Happily, numerous improvements made by the new regime at Faiveley over the last 12 to 15 years have domesticated the wine’s tannic ferocity and brought its fruit and finesse to the fore. These qualities were made clear during a vertical tasting I conducted at Faiveley’s newly renovated facilities in Nuits-Saint-Georges in December with Erwan Faiveley and Technical Director/Head Winemaker Jérôme Flous, who have piloted this transition.

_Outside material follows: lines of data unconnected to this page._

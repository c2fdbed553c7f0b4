//! Text generation with parse-and-regenerate retries.
//!
//! Without a parser the first generation is the result. With one, output
//! that fails to parse is thrown away and regenerated from scratch until
//! the attempt budget runs out. An exhausted budget still completes the
//! job, with `parsing_success: false` and the last generated text.

use std::sync::Arc;

use async_trait::async_trait;
use serde::Serialize;
use serde_json::Value;

use genqueue_core::backend::TextBackend;
use genqueue_core::error::JobError;
use genqueue_core::parsing::ParserRegistry;
use genqueue_core::payload::{decode_payload, TextGenerationPayload};
use genqueue_events::JobEvent;

use super::{invalid_payload, JobContext, JobHandler};

#[derive(Debug, Clone, PartialEq, Serialize)]
pub struct TextResult {
    pub text: String,
    #[serde(skip_serializing_if = "Option::is_none")]
    pub parsed: Option<Value>,
    /// Absent when no parser was requested.
    #[serde(skip_serializing_if = "Option::is_none")]
    pub parsing_success: Option<bool>,
    pub attempts: u32,
    pub tokens: u32,
    pub duration_ms: u64,
}

pub struct TextGenerationHandler {
    backend: Arc<dyn TextBackend>,
    parsers: ParserRegistry,
}

impl TextGenerationHandler {
    pub fn new(backend: Arc<dyn TextBackend>, parsers: ParserRegistry) -> Self {
        Self { backend, parsers }
    }

    async fn ensure_loaded(&self) -> Result<(), JobError> {
        if self.backend.is_loaded().await {
            return Ok(());
        }
        self.backend
            .load()
            .await
            .map_err(|e| JobError::ResourceUnavailable(format!("Failed to load text model: {e}")))
    }
}

#[async_trait]
impl JobHandler for TextGenerationHandler {
    async fn handle(&self, ctx: &JobContext) -> Result<Value, JobError> {
        let job = ctx.job();
        let payload: TextGenerationPayload =
            decode_payload(&job.payload).map_err(invalid_payload)?;
        let parser = payload
            .parser
            .as_ref()
            .map(|spec| self.parsers.resolve(spec))
            .transpose()
            .map_err(|e| JobError::InvalidPayload(e.to_string()))?;

        self.ensure_loaded().await?;

        let job_id = job.id;
        let max_attempts = job.max_attempts;
        let mut attempt = job.attempt;

        loop {
            let mut relay = |chunk: &str| {
                ctx.emit(&JobEvent::TextChunk {
                    job_id,
                    text: chunk.to_string(),
                });
            };
            let generation = self
                .backend
                .generate_streaming(&payload.prompt, &payload.params, &mut relay)
                .await?;

            tracing::debug!(
                job_id,
                attempt,
                tokens = generation.token_count,
                duration_ms = generation.duration.as_millis() as u64,
                "Text generated",
            );

            let mut result = TextResult {
                text: generation.text,
                parsed: None,
                parsing_success: None,
                attempts: attempt,
                tokens: generation.token_count,
                duration_ms: generation.duration.as_millis() as u64,
            };

            let Some(parser) = &parser else {
                return to_value(result);
            };

            match parser.parse(&result.text) {
                Ok(parsed) => {
                    result.parsed = Some(parsed);
                    result.parsing_success = Some(true);
                    return to_value(result);
                }
                Err(e) if attempt < max_attempts => {
                    let reason = JobError::ParseFailure {
                        attempt,
                        reason: e.to_string(),
                    };
                    tracing::warn!(job_id, attempt, max_attempts, error = %reason, "Parse failed, regenerating");
                    attempt += 1;
                    ctx.set_attempt(attempt).await?;
                    ctx.emit(&JobEvent::RetryScheduled {
                        job_id,
                        attempt,
                        max_attempts,
                        reason: e.to_string(),
                    });
                }
                Err(e) => {
                    tracing::warn!(
                        job_id,
                        attempt,
                        parser = parser.name(),
                        error = %e,
                        "Parse attempts exhausted, keeping last text",
                    );
                    result.parsing_success = Some(false);
                    return to_value(result);
                }
            }
        }
    }
}

fn to_value(result: TextResult) -> Result<Value, JobError> {
    serde_json::to_value(result)
        .map_err(|e| JobError::GenerationFailure(format!("Failed to encode result: {e}")))
}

Seven Generations of Faiveleys
Pierre Faiveley, a cobbler by trade, founded Maison Joseph Faiveley in 1825 in his home town of Nuits-Saint-Georges, naming the company after his son, who was two years old at the time. (The family’s first acquisition of vineyards was in Nuits-Saint-Georges Tribourg in 1832). Joseph took over the firm in 1860, bringing with him a number of vineyard parcels inherited from his uncle. He ran the company for more than 50 years, directing the purchase of top Premier Crus vineyards in Nuits-Saint-Georges as well as the Clos des Cortons in 1873. Joseph’s son François, who predeceased his father, spent much of his time with the company helping the family recover from the phylloxera epidemic that required all of their vineyards to be replanted, beginning in the waning years of the 19th century and lasting well into the 20th century.
Faiveley's new cuverie
François’s son Georges ran the family firm beginning in 1919. In addition to being responsible for adding significant vineyard holdings, including Faiveley’s Grand Crus in Gevrey-Chambertin, Georges was the founder, with his friend Camille Rodier, of The Confrérie des Chevaliers du Tastevin, the wine society with headquarters in the Château de Clos de Vougeot and chapters around the world. Georges Faiveley was also responsible for signing a 30-year lease on multiple vineyard parcels in the Côte Chalonnaise that his son Guy eventually purchased when the lease expired in 1963. In turn, Guy’s son François, passionate about wine from a very early age, joined the family business in 1976 at the age of 25 and subsequently expanded the family’s vineyard holdings. Over the same period he was an active shareholder in the family’s Faiveley Transport firm (established in 1919), which grew dramatically in the 1980s as it signed major contracts to supply brakes, doors and other key train parts to France’s TGV service, as well as to train systems around the world. (The American manufacturer Wabtec purchased a controlling stake in Faiveley’s company in 2016, although the Faiveley family remains the largest single shareholder).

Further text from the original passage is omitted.